惟任日向守光秀

日本中世史における明智光秀の実像

本能寺襲撃の謎にせまる(四人の天下人㉖)

 

奉公衆とは、有力守護を牽制する為に生まれた、将軍直轄軍でしたが

将軍自らの親征が途絶すると、その活動分野は、訴訟、将軍直轄地に
おける徴税、幕府財政等、吏僚的な性格なものへ変質していきました。

その他にも、幕府の宗教政策、公武関係の調整、天皇、公卿の荘園の
維持等の施策に関与し、将軍の権力基盤の一翼を担っていました。

光秀が奉公衆として都で活動していたこの時期に、山科言継、吉田兼
見らの公卿、宗教人との交流が生まれました。

十三代将軍足利義輝は、三好一族勢力により、殺害されます。
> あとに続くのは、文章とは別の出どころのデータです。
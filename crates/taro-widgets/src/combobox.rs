//! Searchable, groupable single-value combobox.
//!
//! The value is controlled by the host: the combobox only mirrors it to know
//! which row is selected, and reports a commit with [`Message::Changed`].
//! The host applies the new value with [`Combobox::set_value`] on its own
//! schedule. Open state, search text and highlight belong to the combobox.
//!
//! Output notifications ([`Message::Changed`], [`Message::Opened`],
//! [`Message::Closed`], [`Message::FocusTrigger`]) travel in the same enum as
//! the input intents. A parent intercepts them in its own update; delivered
//! back to the combobox they do nothing.
//!
//! # Example
//!
//! ```ignore
//! use taro_widgets::combobox::{Combobox, Message};
//! use taro_widgets::item::Item;
//!
//! let mut fruit = Combobox::new(vec![
//!     Item::new("apple".to_string(), "Apple"),
//!     Item::new("banana".to_string(), "Banana"),
//! ])
//! .with_searchable(true)
//! .with_search_placeholder("Pick a fruit");
//!
//! // In the parent's update:
//! // ComboMsg(Message::Changed(v)) => fruit.set_value(Some(v)),
//! ```

use crate::filter;
use crate::focus::{FocusCoordinator, FocusTarget, Settled, Ticket};
use crate::item::{Group, Item, ItemFns, Label, Predicate, Value};
use crate::key::ComboboxKeyBindings;
use crate::navigation::{Direction, Highlight};
use crate::overlay::Overlay;
use crate::panel::{self, ComboboxStyle, HitMap, HitTarget, PanelModel, PanelRow};
use crossterm::event::{
    KeyCode, KeyEvent, KeyEventKind, KeyModifiers, MouseButton, MouseEvent, MouseEventKind,
};
use ratatui::layout::Rect;
use ratatui::text::{Line, Text};
use ratatui::widgets::Block;
use ratatui::Frame;
use std::cell::RefCell;
use std::fmt;
use std::sync::Arc;
use taro_core::command::Command;
use taro_core::component::Component;
use tracing::{debug, trace};

const DEFAULT_MAX_VISIBLE: usize = 8;

/// Messages for the combobox component.
#[derive(Debug, Clone, PartialEq)]
pub enum Message<V> {
    /// A key press forwarded to the combobox.
    KeyPress(KeyEvent),
    /// A mouse event forwarded to the combobox. Resolved against the areas
    /// recorded by the last render.
    Mouse(MouseEvent),
    /// Open the panel.
    Open,
    /// Close the panel without committing.
    Dismiss,
    /// Open when closed, close when open.
    Toggle,
    /// Replace the search text.
    SetSearch(String),
    /// Move the highlight.
    Navigate(Direction),
    /// Highlight a row (flattened index) without committing.
    Hover(usize),
    /// Commit a row by flattened index, or the highlighted row with `None`.
    Commit(Option<usize>),
    /// The footer was activated.
    FooterClick,
    /// Focus left the search input or the trigger.
    Blur,
    /// Focus moved to `target`, as reported by the host.
    FocusChanged(FocusTarget),
    /// Deferred blur check, scheduled by [`Message::Blur`].
    FocusSettled(Ticket),

    /// Emitted: a row was committed. The host decides whether to apply it.
    Changed(V),
    /// Emitted: the panel opened.
    Opened,
    /// Emitted: the panel closed.
    Closed,
    /// Emitted: focus went back to the trigger after closing.
    FocusTrigger,
}

/// Snapshot of the state owned by the combobox.
#[derive(Debug, Clone, PartialEq, Eq, Default)]
pub struct ComboboxState {
    pub is_open: bool,
    pub search_text: String,
    pub highlighted_index: Option<usize>,
}

#[derive(Debug, Clone, Copy)]
enum CloseReason {
    Commit,
    Escape,
    Toggle,
    Footer,
    Outside,
    Blur,
    Disabled,
}

/// What the highlight stays on across a recomputation.
#[derive(Debug, Clone)]
enum Anchor {
    /// Option position; the options themselves did not change.
    Option(usize),
    /// Item key; the options were replaced.
    Key(String),
}

/// A single-selection combobox over `Item<V, L>`.
pub struct Combobox<V, L = String> {
    options: Vec<Item<V, L>>,
    value: Option<V>,
    fns: ItemFns<V, L>,
    searchable: bool,
    disabled: bool,
    use_portal: bool,
    is_open: bool,
    search_text: String,
    groups: Vec<Group>,
    flattened: Vec<usize>,
    highlight: Highlight,
    focus: FocusCoordinator,
    footer: Option<Text<'static>>,
    dropdown_title: Option<Line<'static>>,
    search_placeholder: String,
    trigger_title: Option<String>,
    max_visible: usize,
    style: ComboboxStyle,
    key_bindings: ComboboxKeyBindings,
    block: Option<Block<'static>>,
    hits: RefCell<HitMap>,
}

impl<V: Value + fmt::Display, L: Label> Combobox<V, L> {
    /// Create a combobox whose plain text for each item is the value's
    /// `Display` output.
    pub fn new(options: Vec<Item<V, L>>) -> Self {
        Self::with_fns(options, ItemFns::display())
    }
}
続く十
四代将軍義栄は都に入る事無く、義昭に将軍を取って代わられます。

義昭は僧侶出身であり、義輝時代の奉公衆とは一部を除いて、面識す
ら無かったというのが、実情であったと思われます。

しかし、将軍にとり奉公衆はその権力基盤を支える中枢であり、奉公衆
にとっても、将軍なくして存立はありえませんでした。

織田信長にとり、足利義昭は傀儡政権の首領であり、独自の政権構想
を持つことを許しませんでした。

将軍と奉公衆の間に、楔を打ち込むために送り込まれたのが、光秀であ
り、その任に耐える経験と能力を光秀は有していました。